INPUT RECORDS
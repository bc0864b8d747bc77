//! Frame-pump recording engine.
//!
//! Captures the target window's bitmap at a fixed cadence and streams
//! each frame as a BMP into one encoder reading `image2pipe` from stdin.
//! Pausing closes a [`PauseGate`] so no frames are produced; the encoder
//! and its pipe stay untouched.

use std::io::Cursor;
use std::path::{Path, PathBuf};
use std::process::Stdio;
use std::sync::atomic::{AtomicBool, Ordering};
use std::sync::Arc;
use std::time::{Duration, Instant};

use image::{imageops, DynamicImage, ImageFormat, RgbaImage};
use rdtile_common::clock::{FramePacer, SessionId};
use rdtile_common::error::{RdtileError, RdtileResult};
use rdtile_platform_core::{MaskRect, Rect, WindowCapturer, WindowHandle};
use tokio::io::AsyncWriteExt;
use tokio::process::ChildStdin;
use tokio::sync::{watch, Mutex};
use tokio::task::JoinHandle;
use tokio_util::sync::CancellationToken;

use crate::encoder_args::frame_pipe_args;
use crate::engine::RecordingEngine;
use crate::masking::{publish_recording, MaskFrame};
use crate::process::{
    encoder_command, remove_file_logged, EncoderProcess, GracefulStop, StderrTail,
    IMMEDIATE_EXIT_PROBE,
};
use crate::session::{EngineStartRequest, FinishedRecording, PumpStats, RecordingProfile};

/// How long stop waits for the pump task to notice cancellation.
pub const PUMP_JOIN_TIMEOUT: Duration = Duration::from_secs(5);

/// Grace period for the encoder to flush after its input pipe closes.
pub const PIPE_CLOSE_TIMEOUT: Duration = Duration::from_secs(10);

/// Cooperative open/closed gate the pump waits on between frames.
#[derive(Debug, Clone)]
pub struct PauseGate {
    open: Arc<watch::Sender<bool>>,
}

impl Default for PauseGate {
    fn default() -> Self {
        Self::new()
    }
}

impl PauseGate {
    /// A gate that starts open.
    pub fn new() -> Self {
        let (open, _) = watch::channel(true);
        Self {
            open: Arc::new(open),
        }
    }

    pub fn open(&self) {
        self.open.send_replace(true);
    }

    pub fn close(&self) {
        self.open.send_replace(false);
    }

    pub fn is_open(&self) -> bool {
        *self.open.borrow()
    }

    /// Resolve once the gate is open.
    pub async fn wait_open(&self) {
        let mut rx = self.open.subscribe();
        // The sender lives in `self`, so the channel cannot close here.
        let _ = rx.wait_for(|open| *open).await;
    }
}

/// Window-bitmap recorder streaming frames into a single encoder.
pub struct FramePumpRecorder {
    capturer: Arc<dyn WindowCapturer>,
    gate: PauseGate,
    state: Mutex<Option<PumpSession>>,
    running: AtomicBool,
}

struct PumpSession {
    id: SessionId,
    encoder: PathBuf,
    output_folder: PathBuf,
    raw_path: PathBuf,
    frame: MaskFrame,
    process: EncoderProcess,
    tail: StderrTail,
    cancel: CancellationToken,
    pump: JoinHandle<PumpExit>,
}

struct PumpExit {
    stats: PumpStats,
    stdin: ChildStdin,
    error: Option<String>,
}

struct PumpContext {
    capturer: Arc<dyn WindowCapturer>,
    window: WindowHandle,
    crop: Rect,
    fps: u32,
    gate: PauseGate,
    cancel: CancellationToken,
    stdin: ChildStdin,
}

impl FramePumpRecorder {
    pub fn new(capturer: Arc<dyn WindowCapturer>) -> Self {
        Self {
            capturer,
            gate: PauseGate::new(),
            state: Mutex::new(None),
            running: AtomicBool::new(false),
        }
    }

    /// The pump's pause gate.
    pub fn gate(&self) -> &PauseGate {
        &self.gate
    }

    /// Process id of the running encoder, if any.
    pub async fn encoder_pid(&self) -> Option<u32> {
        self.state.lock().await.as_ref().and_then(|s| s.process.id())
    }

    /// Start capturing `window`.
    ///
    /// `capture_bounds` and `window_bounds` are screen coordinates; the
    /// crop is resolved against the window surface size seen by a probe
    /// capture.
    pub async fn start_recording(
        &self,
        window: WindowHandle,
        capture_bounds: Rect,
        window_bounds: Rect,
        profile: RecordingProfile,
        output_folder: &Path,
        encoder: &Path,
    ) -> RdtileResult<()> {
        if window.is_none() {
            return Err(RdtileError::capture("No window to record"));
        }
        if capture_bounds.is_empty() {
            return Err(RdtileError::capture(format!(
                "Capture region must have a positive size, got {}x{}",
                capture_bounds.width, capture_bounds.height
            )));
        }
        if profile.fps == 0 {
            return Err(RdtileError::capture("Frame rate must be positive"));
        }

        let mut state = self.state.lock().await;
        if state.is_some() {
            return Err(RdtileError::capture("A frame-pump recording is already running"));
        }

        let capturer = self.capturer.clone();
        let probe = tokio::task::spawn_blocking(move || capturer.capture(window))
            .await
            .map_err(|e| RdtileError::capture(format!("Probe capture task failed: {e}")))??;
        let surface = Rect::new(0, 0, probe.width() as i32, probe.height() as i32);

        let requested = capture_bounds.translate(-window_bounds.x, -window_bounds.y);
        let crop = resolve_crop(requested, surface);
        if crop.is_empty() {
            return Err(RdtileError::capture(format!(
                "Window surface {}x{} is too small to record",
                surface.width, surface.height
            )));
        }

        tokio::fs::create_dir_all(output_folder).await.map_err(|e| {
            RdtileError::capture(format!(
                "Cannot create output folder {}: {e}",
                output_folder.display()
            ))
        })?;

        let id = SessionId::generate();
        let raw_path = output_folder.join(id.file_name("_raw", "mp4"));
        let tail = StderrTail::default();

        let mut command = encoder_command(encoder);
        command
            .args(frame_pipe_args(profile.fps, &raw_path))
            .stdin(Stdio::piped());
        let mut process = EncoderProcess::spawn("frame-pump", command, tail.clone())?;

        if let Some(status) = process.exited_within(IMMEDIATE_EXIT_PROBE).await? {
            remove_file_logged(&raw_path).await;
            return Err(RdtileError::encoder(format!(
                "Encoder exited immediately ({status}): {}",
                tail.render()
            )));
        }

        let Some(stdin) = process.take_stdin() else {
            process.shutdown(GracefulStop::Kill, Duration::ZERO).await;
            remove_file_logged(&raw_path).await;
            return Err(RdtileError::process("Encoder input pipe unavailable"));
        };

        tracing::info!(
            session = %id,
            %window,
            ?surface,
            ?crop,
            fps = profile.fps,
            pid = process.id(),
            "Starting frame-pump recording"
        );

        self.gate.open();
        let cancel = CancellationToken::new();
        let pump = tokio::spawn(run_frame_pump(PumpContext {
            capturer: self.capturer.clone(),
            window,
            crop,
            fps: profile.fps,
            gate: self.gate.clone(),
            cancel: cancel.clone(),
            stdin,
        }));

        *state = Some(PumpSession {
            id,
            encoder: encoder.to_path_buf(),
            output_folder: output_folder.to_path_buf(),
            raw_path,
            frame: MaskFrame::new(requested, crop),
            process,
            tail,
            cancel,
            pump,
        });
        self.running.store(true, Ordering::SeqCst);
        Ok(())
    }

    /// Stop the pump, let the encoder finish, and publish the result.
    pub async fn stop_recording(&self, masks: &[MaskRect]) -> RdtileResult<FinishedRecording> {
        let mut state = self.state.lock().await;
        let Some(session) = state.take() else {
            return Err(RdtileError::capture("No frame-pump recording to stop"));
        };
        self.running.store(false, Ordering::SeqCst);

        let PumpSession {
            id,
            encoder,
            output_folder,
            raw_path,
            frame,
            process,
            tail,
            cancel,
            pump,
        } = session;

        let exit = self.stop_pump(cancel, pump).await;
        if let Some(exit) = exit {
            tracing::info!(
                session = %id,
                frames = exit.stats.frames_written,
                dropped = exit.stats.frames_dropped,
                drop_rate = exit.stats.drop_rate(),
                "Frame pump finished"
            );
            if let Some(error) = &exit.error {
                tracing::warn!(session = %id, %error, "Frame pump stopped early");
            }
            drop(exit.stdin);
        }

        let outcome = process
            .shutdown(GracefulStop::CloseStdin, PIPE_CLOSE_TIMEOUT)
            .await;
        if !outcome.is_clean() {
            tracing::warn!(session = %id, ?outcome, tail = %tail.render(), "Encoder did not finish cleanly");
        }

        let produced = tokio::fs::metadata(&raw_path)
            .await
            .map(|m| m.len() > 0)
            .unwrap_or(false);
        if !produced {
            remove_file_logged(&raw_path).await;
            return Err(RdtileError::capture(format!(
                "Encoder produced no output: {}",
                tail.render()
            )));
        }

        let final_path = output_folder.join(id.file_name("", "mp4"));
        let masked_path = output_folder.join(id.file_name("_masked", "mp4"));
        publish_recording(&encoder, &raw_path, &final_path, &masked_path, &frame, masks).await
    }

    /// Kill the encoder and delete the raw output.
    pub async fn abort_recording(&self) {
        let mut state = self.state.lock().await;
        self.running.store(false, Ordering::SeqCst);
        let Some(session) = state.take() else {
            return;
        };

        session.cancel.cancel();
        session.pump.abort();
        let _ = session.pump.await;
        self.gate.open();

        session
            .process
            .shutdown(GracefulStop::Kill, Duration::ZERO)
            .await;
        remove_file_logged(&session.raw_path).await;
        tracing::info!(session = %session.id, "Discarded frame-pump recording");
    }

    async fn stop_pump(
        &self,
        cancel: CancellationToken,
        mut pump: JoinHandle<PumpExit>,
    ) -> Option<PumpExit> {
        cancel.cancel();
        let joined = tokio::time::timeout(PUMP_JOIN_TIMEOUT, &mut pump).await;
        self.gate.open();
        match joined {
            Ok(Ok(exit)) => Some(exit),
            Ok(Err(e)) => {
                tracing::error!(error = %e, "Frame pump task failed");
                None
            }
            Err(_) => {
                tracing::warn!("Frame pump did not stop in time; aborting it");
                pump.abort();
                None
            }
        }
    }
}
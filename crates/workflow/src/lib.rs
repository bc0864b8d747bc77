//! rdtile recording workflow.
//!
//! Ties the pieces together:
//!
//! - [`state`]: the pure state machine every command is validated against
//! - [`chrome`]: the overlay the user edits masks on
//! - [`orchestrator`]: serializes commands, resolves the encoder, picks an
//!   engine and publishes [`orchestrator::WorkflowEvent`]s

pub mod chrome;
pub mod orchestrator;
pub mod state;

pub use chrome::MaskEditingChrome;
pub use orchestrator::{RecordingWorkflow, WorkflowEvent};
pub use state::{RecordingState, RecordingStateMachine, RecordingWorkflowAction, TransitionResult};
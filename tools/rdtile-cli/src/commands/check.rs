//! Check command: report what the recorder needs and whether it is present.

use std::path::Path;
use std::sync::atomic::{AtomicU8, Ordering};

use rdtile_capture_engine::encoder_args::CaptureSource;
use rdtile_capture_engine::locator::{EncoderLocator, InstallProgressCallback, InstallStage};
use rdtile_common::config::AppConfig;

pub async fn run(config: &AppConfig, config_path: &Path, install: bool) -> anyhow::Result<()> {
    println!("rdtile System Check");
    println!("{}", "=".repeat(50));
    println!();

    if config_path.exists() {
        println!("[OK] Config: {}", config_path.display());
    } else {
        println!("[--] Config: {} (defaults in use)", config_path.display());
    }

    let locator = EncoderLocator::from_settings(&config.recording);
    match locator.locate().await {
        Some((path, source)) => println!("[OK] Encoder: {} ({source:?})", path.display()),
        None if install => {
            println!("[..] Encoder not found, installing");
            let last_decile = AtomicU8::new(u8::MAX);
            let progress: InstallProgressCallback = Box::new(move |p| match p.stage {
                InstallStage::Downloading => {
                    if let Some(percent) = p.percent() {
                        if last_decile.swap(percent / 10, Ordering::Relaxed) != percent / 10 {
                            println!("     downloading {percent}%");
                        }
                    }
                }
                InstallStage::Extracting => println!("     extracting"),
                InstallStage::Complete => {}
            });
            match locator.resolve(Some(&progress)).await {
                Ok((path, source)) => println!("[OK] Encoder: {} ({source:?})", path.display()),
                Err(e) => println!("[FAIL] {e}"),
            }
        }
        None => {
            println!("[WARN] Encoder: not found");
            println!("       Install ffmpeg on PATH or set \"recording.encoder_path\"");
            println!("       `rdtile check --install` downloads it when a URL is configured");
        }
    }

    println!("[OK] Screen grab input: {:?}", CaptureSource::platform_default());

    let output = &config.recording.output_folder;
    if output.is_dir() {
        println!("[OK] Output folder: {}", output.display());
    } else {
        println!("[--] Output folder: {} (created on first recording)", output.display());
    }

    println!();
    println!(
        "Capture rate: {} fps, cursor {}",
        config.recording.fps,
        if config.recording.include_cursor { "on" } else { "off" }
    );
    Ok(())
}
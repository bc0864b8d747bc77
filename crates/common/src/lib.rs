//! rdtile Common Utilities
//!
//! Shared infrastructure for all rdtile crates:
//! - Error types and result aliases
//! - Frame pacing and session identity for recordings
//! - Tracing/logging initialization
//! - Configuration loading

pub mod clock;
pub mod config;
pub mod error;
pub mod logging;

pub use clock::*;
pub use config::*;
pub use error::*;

TASK GOAL
Find and copy each line of the listing above that holds the word "PumpSession".

TASK SOLUTION
    state: Mutex<Option<PumpSession>>,
struct PumpSession {
        *state = Some(PumpSession {
        let PumpSession {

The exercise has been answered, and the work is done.